An exact restatement of every record is required.

Records from a collection:
* * *

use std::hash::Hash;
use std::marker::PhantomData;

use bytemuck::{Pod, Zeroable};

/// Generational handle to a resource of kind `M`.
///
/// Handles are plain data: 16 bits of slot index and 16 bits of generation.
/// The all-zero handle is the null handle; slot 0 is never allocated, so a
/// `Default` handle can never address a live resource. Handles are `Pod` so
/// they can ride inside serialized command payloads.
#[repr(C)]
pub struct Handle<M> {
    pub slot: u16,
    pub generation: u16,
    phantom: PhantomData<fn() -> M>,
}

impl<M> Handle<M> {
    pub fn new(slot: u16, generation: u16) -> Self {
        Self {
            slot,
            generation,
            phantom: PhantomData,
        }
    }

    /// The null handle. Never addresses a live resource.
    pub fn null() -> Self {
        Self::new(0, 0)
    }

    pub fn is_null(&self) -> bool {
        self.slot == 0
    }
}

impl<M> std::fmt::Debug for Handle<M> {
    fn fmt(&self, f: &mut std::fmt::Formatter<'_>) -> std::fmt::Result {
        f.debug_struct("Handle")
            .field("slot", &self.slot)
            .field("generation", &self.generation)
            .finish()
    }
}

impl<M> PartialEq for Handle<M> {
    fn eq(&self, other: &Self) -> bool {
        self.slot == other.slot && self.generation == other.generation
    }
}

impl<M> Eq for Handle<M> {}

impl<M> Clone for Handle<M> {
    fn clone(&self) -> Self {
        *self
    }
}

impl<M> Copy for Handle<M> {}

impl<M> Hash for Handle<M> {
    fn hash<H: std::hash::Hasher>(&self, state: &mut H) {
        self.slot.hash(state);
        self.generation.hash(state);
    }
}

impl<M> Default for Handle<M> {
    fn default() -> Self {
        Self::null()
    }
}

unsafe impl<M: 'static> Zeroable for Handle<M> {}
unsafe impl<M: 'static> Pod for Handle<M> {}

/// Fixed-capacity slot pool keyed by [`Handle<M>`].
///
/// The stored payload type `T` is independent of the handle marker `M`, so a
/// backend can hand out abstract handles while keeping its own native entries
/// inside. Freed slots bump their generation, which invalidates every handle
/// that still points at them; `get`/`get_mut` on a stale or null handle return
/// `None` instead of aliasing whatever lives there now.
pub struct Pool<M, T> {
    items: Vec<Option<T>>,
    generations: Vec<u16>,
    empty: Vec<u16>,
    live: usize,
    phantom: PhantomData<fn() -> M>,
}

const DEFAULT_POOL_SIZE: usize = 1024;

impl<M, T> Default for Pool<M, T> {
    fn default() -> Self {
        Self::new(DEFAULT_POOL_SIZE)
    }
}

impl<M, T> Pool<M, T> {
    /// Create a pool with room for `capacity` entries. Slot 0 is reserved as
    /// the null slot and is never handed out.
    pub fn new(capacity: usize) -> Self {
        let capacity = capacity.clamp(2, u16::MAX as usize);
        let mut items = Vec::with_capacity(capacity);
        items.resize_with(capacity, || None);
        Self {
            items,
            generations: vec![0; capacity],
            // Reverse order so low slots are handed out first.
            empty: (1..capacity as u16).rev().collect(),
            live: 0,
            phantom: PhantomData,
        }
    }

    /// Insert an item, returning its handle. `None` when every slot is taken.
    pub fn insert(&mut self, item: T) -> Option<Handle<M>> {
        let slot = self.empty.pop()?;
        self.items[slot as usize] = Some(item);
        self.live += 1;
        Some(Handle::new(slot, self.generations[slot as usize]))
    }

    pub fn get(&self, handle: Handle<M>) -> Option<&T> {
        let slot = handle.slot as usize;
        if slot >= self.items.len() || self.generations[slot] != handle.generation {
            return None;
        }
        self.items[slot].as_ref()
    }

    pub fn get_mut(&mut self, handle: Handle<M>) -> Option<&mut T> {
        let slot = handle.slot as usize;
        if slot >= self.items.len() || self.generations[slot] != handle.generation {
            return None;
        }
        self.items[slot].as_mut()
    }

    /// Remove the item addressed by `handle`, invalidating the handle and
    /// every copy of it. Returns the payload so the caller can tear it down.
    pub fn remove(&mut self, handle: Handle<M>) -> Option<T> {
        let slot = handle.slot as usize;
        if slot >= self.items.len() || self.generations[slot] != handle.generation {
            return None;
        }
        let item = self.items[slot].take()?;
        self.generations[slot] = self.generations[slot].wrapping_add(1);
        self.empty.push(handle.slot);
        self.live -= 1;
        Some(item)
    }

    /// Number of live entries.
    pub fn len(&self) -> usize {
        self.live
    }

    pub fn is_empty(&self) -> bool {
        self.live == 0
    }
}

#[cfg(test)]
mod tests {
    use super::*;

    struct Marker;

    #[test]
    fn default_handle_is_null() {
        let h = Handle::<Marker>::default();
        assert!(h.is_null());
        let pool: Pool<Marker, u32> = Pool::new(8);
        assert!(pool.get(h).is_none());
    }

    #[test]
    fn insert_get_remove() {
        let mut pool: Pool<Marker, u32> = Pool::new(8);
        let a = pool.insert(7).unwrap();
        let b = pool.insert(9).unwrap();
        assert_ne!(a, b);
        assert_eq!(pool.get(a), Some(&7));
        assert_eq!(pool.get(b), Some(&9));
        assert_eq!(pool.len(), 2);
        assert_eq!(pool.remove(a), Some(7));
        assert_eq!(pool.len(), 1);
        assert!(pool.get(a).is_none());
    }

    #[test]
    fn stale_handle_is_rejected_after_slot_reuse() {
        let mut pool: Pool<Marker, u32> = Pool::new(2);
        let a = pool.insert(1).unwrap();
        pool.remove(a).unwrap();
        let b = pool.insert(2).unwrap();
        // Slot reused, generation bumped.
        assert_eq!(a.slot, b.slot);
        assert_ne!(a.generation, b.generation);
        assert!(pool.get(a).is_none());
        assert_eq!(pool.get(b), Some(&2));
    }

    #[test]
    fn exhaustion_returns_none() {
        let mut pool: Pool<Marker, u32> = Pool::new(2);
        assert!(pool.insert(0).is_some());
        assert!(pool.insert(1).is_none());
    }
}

* * *

> **Problem solution**:
use std::hash::Hash;
use std::marker::PhantomData;

use bytemuck::{Pod, Zeroable};

/// Generational handle to a resource of kind `M`.
///
/// Handles are plain data: 16 bits of slot index and 16 bits of generation.
/// The all-zero handle is the null handle; slot 0 is never allocated, so a
/// `Default` handle can never address a live resource. Handles are `Pod` so
/// they can ride inside serialized command payloads.
#[repr(C)]
pub struct Handle<M> {
    pub slot: u16,
    pub generation: u16,
    phantom: PhantomData<fn() -> M>,
}

impl<M> Handle<M> {
    pub fn new(slot: u16, generation: u16) -> Self {
        Self {
            slot,
            generation,
            phantom: PhantomData,
        }
    }

    /// The null handle. Never addresses a live resource.
    pub fn null() -> Self {
        Self::new(0, 0)
    }

    pub fn is_null(&self) -> bool {
        self.slot == 0
    }
}

impl<M> std::fmt::Debug for Handle<M> {
    fn fmt(&self, f: &mut std::fmt::Formatter<'_>) -> std::fmt::Result {
        f.debug_struct("Handle")
            .field("slot", &self.slot)
            .field("generation", &self.generation)
            .finish()
    }
}

impl<M> PartialEq for Handle<M> {
    fn eq(&self, other: &Self) -> bool {
        self.slot == other.slot && self.generation == other.generation
    }
}

impl<M> Eq for Handle<M> {}

impl<M> Clone for Handle<M> {
    fn clone(&self) -> Self {
        *self
    }
}

impl<M> Copy for Handle<M> {}

impl<M> Hash for Handle<M> {
    fn hash<H: std::hash::Hasher>(&self, state: &mut H) {
        self.slot.hash(state);
        self.generation.hash(state);
    }
}

impl<M> Default for Handle<M> {
    fn default() -> Self {
        Self::null()
    }
}

unsafe impl<M: 'static> Zeroable for Handle<M> {}
unsafe impl<M: 'static> Pod for Handle<M> {}

/// Fixed-capacity slot pool keyed by [`Handle<M>`].
///
/// The stored payload type `T` is independent of the handle marker `M`, so a
/// backend can hand out abstract handles while keeping its own native entries
/// inside. Freed slots bump their generation, which invalidates every handle
/// that still points at them; `get`/`get_mut` on a stale or null handle return
/// `None` instead of aliasing whatever lives there now.
pub struct Pool<M, T> {
    items: Vec<Option<T>>,
    generations: Vec<u16>,
    empty: Vec<u16>,
    live: usize,
    phantom: PhantomData<fn() -> M>,
}

const DEFAULT_POOL_SIZE: usize = 1024;

impl<M, T> Default for Pool<M, T> {
    fn default() -> Self {
        Self::new(DEFAULT_POOL_SIZE)
    }
}

impl<M, T> Pool<M, T> {
    /// Create a pool with room for `capacity` entries. Slot 0 is reserved as
    /// the null slot and is never handed out.
    pub fn new(capacity: usize) -> Self {
        let capacity = capacity.clamp(2, u16::MAX as usize);
        let mut items = Vec::with_capacity(capacity);
        items.resize_with(capacity, || None);
        Self {
            items,
            generations: vec![0; capacity],
            // Reverse order so low slots are handed out first.
            empty: (1..capacity as u16).rev().collect(),
            live: 0,
            phantom: PhantomData,
        }
    }

    /// Insert an item, returning its handle. `None` when every slot is taken.
    pub fn insert(&mut self, item: T) -> Option<Handle<M>> {
        let slot = self.empty.pop()?;
        self.items[slot as usize] = Some(item);
        self.live += 1;
        Some(Handle::new(slot, self.generations[slot as usize]))
    }

    pub fn get(&self, handle: Handle<M>) -> Option<&T> {
        let slot = handle.slot as usize;
        if slot >= self.items.len() || self.generations[slot] != handle.generation {
            return None;
        }
        self.items[slot].as_ref()
    }

    pub fn get_mut(&mut self, handle: Handle<M>) -> Option<&mut T> {
        let slot = handle.slot as usize;
        if slot >= self.items.len() || self.generations[slot] != handle.generation {
            return None;
        }
        self.items[slot].as_mut()
    }

    /// Remove the item addressed by `handle`, invalidating the handle and
    /// every copy of it. Returns the payload so the caller can tear it down.
    pub fn remove(&mut self, handle: Handle<M>) -> Option<T> {
        let slot = handle.slot as usize;
        if slot >= self.items.len() || self.generations[slot] != handle.generation {
            return None;
        }
        let item = self.items[slot].take()?;
        self.generations[slot] = self.generations[slot].wrapping_add(1);
        self.empty.push(handle.slot);
        self.live -= 1;
        Some(item)
    }

    /// Number of live entries.
    pub fn len(&self) -> usize {
        self.live
    }

    pub fn is_empty(&self) -> bool {
        self.live == 0
    }
}

#[cfg(test)]
mod tests {
    use super::*;

    struct Marker;

    #[test]
    fn default_handle_is_null() {
        let h = Handle::<Marker>::default();
        assert!(h.is_null());
        let pool: Pool<Marker, u32> = Pool::new(8);
        assert!(pool.get(h).is_none());
    }

    #[test]
    fn insert_get_remove() {
        let mut pool: Pool<Marker, u32> = Pool::new(8);
        let a = pool.insert(7).unwrap();
        let b = pool.insert(9).unwrap();
        assert_ne!(a, b);
        assert_eq!(pool.get(a), Some(&7));
        assert_eq!(pool.get(b), Some(&9));
        assert_eq!(pool.len(), 2);
        assert_eq!(pool.remove(a), Some(7));
        assert_eq!(pool.len(), 1);
        assert!(pool.get(a).is_none());
    }

    #[test]
    fn stale_handle_is_rejected_after_slot_reuse() {
        let mut pool: Pool<Marker, u32> = Pool::new(2);
        let a = pool.insert(1).unwrap();
        pool.remove(a).unwrap();
        let b = pool.insert(2).unwrap();
        // Slot reused, generation bumped.
        assert_eq!(a.slot, b.slot);
        assert_ne!(a.generation, b.generation);
        assert!(pool.get(a).is_none());
        assert_eq!(pool.get(b), Some(&2));
    }

    #[test]
    fn exhaustion_returns_none() {
        let mut pool: Pool<Marker, u32> = Pool::new(2);
        assert!(pool.insert(0).is_some());
        assert!(pool.insert(1).is_none());
    }
}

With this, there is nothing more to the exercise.